Confirmed: Scopely’s New $8.5M Funding Round Was Not Wrapped In Bacon

There are a handful of startups that are going to build mobile-social gaming platforms or die trying. And Apple’s GameCenter, along with multi-billion-dollar freemium gaming giants GREE, Zynga, and DeNA don’t scare them.

Los Angeles’ Scopely is one of the latest. The company, from longtime social gaming CEO Walter Driver and AdSense Co-creator Eytan Elbaz, is closing $8.5 million in funding in a round led by Anthem Venture Partners.

“This is the beginning of our public conversation about what we’re doing,” Driver said. “The biggest problem facing consumer mobile companies and specifically gaming companies, is the cost of user acquisition and having long-term retention.”

Over the past year, the company has grown to about 30, luring engineers with promises of $11,000 in bacon-wrapped cash and spear guns. No joke. See the picture to the left. (Unfortunately, earlier this year, they stopped giving the bacon-wrapped $11,000. “It was pretty gross,” Driver tells us. They continue to give every new hire a personal oil portrait, though.)

The Chernin Group, Greycroft Venture Partners and NEA also participated in the round (which wasn’t wrapped in bacon). Plus, there were several prominent angels, including Yahoo CEO Terry Semel, ShoeDazzle and Honest Company founder Brian Lee, Buddy Media CEO Michael Lazerow, LiveRamp CEO and Rapleaf Chairman Auren Hoffman, Red Swan Ventures, Double M Capital Managing Partner Mark Mullen, Amplify Co-Founder and Accel Venture Partner Richard Wolpert, TechStars CEO David Cohen, TechStars NY Managing Director David Tisch, Burstly CEO Evan Rifkin, Sands Capital, Factual CEO Gil Elbaz, and Aydin Senkut’s Felicis Ventures.

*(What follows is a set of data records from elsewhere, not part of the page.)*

//! Two-pass assembler: pass 1 collects labels, pass 2 encodes.

use tracing::{debug, trace, warn};

use crate::config::{AsmConfig, LabelPolicy};
use crate::decoder::Instruction;
use crate::error::{AsmError, ErrorKind};
use crate::instructions::{self, Form, OpBits};
use crate::operand::{self, Operand};
use crate::program::Program;

/// An instruction line that survived pass 1, with its 1-based source line number.
#[derive(Debug, Clone, PartialEq, Eq)]
pub struct SourceLine {
    pub number: usize,
    pub text: String,
}

#[derive(Debug, Clone, Copy, Default)]
pub struct Assembler {
    cfg: AsmConfig,
}

impl Assembler {
    pub fn new(cfg: AsmConfig) -> Self {
        Self { cfg }
    }

    pub fn assemble(&self, source: &str) -> Result<Program, AsmError> {
        let (lines, mut program) = self.scan(source.lines())?;
        self.encode(&lines, &mut program)?;
        Ok(program)
    }

    /// Pass 1. Strips comments and blank lines and records every label at
    /// 8 x (instruction lines seen so far). The returned program holds labels only.
    pub fn scan<'a, I>(&self, source: I) -> Result<(Vec<SourceLine>, Program), AsmError>
    where
        I: IntoIterator<Item = &'a str>,
    {
        let mut program = Program::new();
        let mut lines = Vec::new();

        for (idx, raw) in source.into_iter().enumerate() {
            let number = idx + 1;
            let code = match raw.find(';') {
                Some(p) => &raw[..p],
                None => raw,
            };
            let code = code.trim();
            if code.is_empty() {
                continue;
            }

            if let Some(name) = label_decl(code) {
                let offset = (lines.len() * Instruction::SIZE) as u32;
                if program.lookup(name).is_some() {
                    match self.cfg.labels {
                        LabelPolicy::Reject => {
                            return Err(AsmError::new(
                                number,
                                code,
                                ErrorKind::DuplicateLabel(name.to_string()),
                            ))
                        }
                        LabelPolicy::Overwrite => {
                            warn!(label = name, line = number, "label redefined")
                        }
                    }
                }
                debug!(label = name, offset, "label");
                program.label(name, offset);
                continue;
            }

            lines.push(SourceLine {
                number,
                text: code.to_string(),
            });
        }

        debug!(
            instructions = lines.len(),
            labels = program.labels().len(),
            "pass 1 done"
        );
        Ok((lines, program))
    }

    /// Pass 2. Appends one record per line; the first bad line aborts.
    pub fn encode(&self, lines: &[SourceLine], program: &mut Program) -> Result<(), AsmError> {
        for line in lines {
            let ins = encode_line(program, &line.text)
                .map_err(|kind| AsmError::new(line.number, line.text.as_str(), kind))?;
            trace!(line = line.number, text = %line.text, hex = %ins.hex(), "encoded");
            program.push(ins);
        }
        debug!(instructions = program.len(), "pass 2 done");
        Ok(())
    }
}

/// Assemble with the default configuration.
pub fn assemble(source: &str) -> Result<Program, AsmError> {
    Assembler::default().assemble(source)
}

fn label_decl(code: &str) -> Option<&str> {
    let name = code.strip_suffix(':')?;
    operand::is_identifier(name).then_some(name)
}

fn encode_line(program: &Program, text: &str) -> Result<Instruction, ErrorKind> {
    let parts: Vec<&str> = text.split_whitespace().collect();
    let Some((&mnemonic, operands)) = parts.split_first() else {
        return Err(ErrorKind::IllegalInstruction("empty line".into()));
    };
    let desc = instructions::lookup(mnemonic)
        .ok_or_else(|| ErrorKind::IllegalInstruction(format!("unknown mnemonic `{mnemonic}`")))?;
    let arity = desc.form.arity();
    if operands.len() != arity {
        return Err(ErrorKind::IllegalInstruction(format!(
            "`{}` takes {arity} operand(s), found {}",
            desc.mnemonic,
            operands.len()
        )));
    }

    match desc.form {
        Form::ByteSwap { width } => {
            let dst = operand::expect_register(operands[0])?;
            Ok(Instruction::new(desc.opcode, dst).with_imm(width))
        }
        Form::Alu => {
            let dst = operand::expect_register(operands[0])?;
            let ins = Instruction::new(desc.opcode, dst);
            Ok(match operand::parse_operand(operands[1])? {
                Operand::Reg(src) => ins.with_src(src),
                Operand::Imm(v) => ins.with_imm(operand::imm32(v)?),
            })
        }
        Form::Jump => {
            let off = relative_offset(program, operands[0])?;
            Ok(Instruction::new(desc.opcode, 0).with_off(off))
        }
        Form::Branch => {
            let dst = operand::expect_register(operands[0])?;
            let off = relative_offset(program, operands[2])?;
            Ok(match operand::parse_operand(operands[1])? {
                Operand::Reg(src) => Instruction::new(desc.opcode | OpBits::SRC_REG.bits(), dst)
                    .with_src(src)
                    .with_off(off),
                Operand::Imm(v) => Instruction::new(desc.opcode, dst)
                    .with_imm(operand::imm32(v)?)
                    .with_off(off),
            })
        }
    }
}

/// Absolute byte offset of a branch target: a label, else a numeric literal.
fn resolve_target(program: &Program, token: &str) -> Result<i64, ErrorKind> {
    let t = operand::clean(token);
    if let Some(off) = program.lookup(t) {
        return Ok(i64::from(off));
    }
    match operand::parse_immediate(t) {
        Err(ErrorKind::InvalidImmediate(_)) if operand::is_identifier(t) => {
            Err(ErrorKind::UndefinedLabel(t.to_string()))
        }
        other => other,
    }
}

/// Displacement from the instruction following the one being encoded.
fn relative_offset(program: &Program, token: &str) -> Result<i16, ErrorKind> {
    let target = resolve_target(program, token)?;
    let rel = target
        .checked_sub(program.next_pc())
        .ok_or(ErrorKind::ImmediateTooLarge { value: target, bits: 16 })?;
    operand::off16(rel)
}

The company, which had been in stealth for most of last year, has two games out at the moment: Dice With Buddies and Jewels With Buddies, which appear to hover in the #150 and #300 rank range on the U.S.’ top-grossing charts, according to tracking service App Annie.

The company faces a lot of deep-pocketed competitors. Both GREE and DeNA, two of Japan’s very biggest mobile gaming companies, have spent about a collective $1 billion in acquisition and marketing to build a Western-facing gaming platform on iOS and Android. GREE acquired mobile-social gaming platform OpenFeint for $104 million last year, while DeNA bought Ngmoco for up to $403 million. Plus, Zynga is getting into publishing and is working with a host of indie developers to launch their mobile games. Then the platforms themselves like Apple’s iOS have their own gaming networks like Game Center and Amazon’s GameCircle. There are also venture-backed mobile gaming platforms like PapayaMobile.

Driver says that previous companies in the space had more superficial offerings. “OpenFeint was basically built in a fairly different era of the mobile game industry. It was essentially an opportunity for small developers, who couldn’t build some very basic tools, to outsource the social layer.”

Scopely’s co-founders come from mixed advertising tech and gaming backgrounds. Elbaz was part of the founding team at Applied Semantics, which became AdSense after it was acquired by Google for $102 million. Driver founded two previous social gaming companies including O Negative Media and Ignition Interactive.